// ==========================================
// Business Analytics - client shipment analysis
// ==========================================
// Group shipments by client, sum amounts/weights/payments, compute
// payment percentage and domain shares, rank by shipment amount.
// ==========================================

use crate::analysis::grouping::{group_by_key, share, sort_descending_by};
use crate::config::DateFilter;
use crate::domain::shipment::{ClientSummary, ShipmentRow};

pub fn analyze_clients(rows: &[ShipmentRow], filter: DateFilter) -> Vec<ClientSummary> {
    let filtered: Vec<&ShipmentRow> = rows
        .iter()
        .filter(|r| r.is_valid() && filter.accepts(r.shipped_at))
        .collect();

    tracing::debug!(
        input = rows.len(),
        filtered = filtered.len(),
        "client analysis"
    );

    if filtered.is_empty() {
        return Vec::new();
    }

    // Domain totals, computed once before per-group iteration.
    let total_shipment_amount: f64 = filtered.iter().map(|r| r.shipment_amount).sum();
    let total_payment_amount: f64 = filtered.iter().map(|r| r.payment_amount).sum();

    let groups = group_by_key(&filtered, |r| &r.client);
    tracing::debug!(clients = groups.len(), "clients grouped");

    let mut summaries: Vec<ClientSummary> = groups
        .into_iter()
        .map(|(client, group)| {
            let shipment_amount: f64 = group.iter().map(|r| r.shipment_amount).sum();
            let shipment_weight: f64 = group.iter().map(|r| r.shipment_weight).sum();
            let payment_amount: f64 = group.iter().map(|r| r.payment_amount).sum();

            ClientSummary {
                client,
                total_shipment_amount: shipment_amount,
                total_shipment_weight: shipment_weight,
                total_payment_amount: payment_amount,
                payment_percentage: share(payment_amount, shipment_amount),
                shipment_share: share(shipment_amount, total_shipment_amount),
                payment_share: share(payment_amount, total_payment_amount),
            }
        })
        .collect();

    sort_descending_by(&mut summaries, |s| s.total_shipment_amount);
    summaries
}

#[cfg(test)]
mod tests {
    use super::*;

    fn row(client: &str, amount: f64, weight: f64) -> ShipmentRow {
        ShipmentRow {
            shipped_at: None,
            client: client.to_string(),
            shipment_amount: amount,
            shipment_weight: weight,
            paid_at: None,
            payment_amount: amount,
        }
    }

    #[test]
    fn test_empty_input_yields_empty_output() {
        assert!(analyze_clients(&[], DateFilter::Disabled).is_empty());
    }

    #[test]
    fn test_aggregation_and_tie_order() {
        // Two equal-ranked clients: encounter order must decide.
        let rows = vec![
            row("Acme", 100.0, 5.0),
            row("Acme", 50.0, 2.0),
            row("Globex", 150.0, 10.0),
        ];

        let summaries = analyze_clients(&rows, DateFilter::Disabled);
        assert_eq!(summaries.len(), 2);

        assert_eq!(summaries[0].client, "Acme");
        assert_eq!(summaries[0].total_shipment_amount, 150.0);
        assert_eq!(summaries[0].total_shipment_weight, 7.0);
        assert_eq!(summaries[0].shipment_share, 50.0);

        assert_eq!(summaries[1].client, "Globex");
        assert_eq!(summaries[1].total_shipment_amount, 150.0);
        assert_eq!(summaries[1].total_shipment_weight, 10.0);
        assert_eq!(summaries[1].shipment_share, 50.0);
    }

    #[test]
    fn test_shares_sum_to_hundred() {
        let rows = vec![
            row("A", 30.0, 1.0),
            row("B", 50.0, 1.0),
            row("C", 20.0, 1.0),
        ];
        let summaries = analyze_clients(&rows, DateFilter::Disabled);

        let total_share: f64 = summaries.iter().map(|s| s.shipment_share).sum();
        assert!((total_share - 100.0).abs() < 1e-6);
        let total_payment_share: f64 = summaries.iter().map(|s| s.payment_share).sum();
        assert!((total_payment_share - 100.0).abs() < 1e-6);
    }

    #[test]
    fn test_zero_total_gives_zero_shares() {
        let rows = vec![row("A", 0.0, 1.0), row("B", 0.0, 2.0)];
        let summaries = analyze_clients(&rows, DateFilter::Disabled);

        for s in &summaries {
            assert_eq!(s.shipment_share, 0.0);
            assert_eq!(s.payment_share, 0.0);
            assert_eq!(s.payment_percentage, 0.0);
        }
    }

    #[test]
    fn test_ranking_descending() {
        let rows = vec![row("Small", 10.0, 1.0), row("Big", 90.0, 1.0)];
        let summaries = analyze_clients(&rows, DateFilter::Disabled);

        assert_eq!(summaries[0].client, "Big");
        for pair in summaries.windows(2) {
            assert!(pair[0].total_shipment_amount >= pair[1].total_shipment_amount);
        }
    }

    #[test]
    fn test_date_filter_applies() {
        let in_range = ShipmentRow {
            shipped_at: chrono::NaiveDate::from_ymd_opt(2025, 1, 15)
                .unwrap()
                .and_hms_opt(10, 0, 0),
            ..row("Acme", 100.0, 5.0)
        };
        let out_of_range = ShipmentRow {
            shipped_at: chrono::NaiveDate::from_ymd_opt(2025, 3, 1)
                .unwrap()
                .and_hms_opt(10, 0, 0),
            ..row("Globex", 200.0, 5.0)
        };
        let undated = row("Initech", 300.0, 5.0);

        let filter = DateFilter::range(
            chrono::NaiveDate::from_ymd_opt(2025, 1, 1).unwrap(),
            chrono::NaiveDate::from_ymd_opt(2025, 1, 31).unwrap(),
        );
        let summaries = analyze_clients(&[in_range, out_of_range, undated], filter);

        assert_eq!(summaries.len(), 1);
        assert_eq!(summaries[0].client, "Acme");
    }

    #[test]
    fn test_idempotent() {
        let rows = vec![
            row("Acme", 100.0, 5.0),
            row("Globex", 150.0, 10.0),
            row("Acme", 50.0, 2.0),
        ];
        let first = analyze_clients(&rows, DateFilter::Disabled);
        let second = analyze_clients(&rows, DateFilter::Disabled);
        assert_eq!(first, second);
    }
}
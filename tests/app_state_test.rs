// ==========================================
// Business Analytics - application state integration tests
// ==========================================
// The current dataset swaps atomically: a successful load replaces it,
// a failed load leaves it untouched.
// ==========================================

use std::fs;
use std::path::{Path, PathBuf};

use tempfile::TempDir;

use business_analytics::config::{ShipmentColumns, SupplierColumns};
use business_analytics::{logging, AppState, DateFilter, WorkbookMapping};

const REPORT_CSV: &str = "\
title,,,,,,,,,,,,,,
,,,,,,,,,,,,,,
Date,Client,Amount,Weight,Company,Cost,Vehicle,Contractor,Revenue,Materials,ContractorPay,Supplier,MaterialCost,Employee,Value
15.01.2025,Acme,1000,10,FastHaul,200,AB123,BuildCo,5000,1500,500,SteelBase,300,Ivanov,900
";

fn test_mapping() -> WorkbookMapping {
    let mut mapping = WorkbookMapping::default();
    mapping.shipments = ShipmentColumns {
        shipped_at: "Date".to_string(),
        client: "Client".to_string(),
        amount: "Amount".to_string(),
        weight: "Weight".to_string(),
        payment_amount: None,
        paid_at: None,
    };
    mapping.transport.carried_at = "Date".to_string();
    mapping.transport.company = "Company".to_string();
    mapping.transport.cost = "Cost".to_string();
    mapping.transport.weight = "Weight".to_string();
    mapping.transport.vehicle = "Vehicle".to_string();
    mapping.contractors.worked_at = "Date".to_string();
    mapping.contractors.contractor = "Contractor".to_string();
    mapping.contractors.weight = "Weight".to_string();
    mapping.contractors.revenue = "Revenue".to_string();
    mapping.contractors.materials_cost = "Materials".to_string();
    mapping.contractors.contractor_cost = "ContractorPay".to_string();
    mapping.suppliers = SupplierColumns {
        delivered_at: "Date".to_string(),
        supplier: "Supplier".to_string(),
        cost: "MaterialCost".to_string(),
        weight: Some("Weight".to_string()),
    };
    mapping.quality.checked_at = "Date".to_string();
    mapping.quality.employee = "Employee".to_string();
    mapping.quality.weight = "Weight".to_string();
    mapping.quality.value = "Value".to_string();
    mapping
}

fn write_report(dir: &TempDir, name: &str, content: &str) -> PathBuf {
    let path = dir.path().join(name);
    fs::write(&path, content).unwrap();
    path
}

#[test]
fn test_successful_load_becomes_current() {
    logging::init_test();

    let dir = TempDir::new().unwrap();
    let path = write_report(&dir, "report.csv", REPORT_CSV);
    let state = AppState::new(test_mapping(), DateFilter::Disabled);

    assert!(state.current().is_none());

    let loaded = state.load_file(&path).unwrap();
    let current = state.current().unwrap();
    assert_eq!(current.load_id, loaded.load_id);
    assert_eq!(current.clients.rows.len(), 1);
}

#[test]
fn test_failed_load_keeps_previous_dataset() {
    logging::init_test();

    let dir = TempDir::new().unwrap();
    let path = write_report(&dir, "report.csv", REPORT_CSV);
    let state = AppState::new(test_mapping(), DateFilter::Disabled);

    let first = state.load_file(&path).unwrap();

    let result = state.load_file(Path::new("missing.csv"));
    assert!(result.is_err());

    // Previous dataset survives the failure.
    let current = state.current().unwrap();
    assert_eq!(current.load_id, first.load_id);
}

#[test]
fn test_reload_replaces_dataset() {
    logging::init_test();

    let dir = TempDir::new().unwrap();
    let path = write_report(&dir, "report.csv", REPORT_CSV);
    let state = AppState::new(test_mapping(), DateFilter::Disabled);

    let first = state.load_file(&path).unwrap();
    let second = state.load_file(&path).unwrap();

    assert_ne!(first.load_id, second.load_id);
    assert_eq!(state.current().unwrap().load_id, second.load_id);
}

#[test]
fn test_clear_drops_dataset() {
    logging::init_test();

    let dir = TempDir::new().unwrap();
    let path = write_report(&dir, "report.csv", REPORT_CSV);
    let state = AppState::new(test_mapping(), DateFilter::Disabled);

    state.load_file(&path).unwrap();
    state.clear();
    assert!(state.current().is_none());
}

####################

Your instructions:
Filter the listing above, keeping only the lines with "Revenue".

Answer to this task:
Date,Client,Amount,Weight,Company,Cost,Vehicle,Contractor,Revenue,Materials,ContractorPay,Supplier,MaterialCost,Employee,Value
    mapping.contractors.revenue = "Revenue".to_string();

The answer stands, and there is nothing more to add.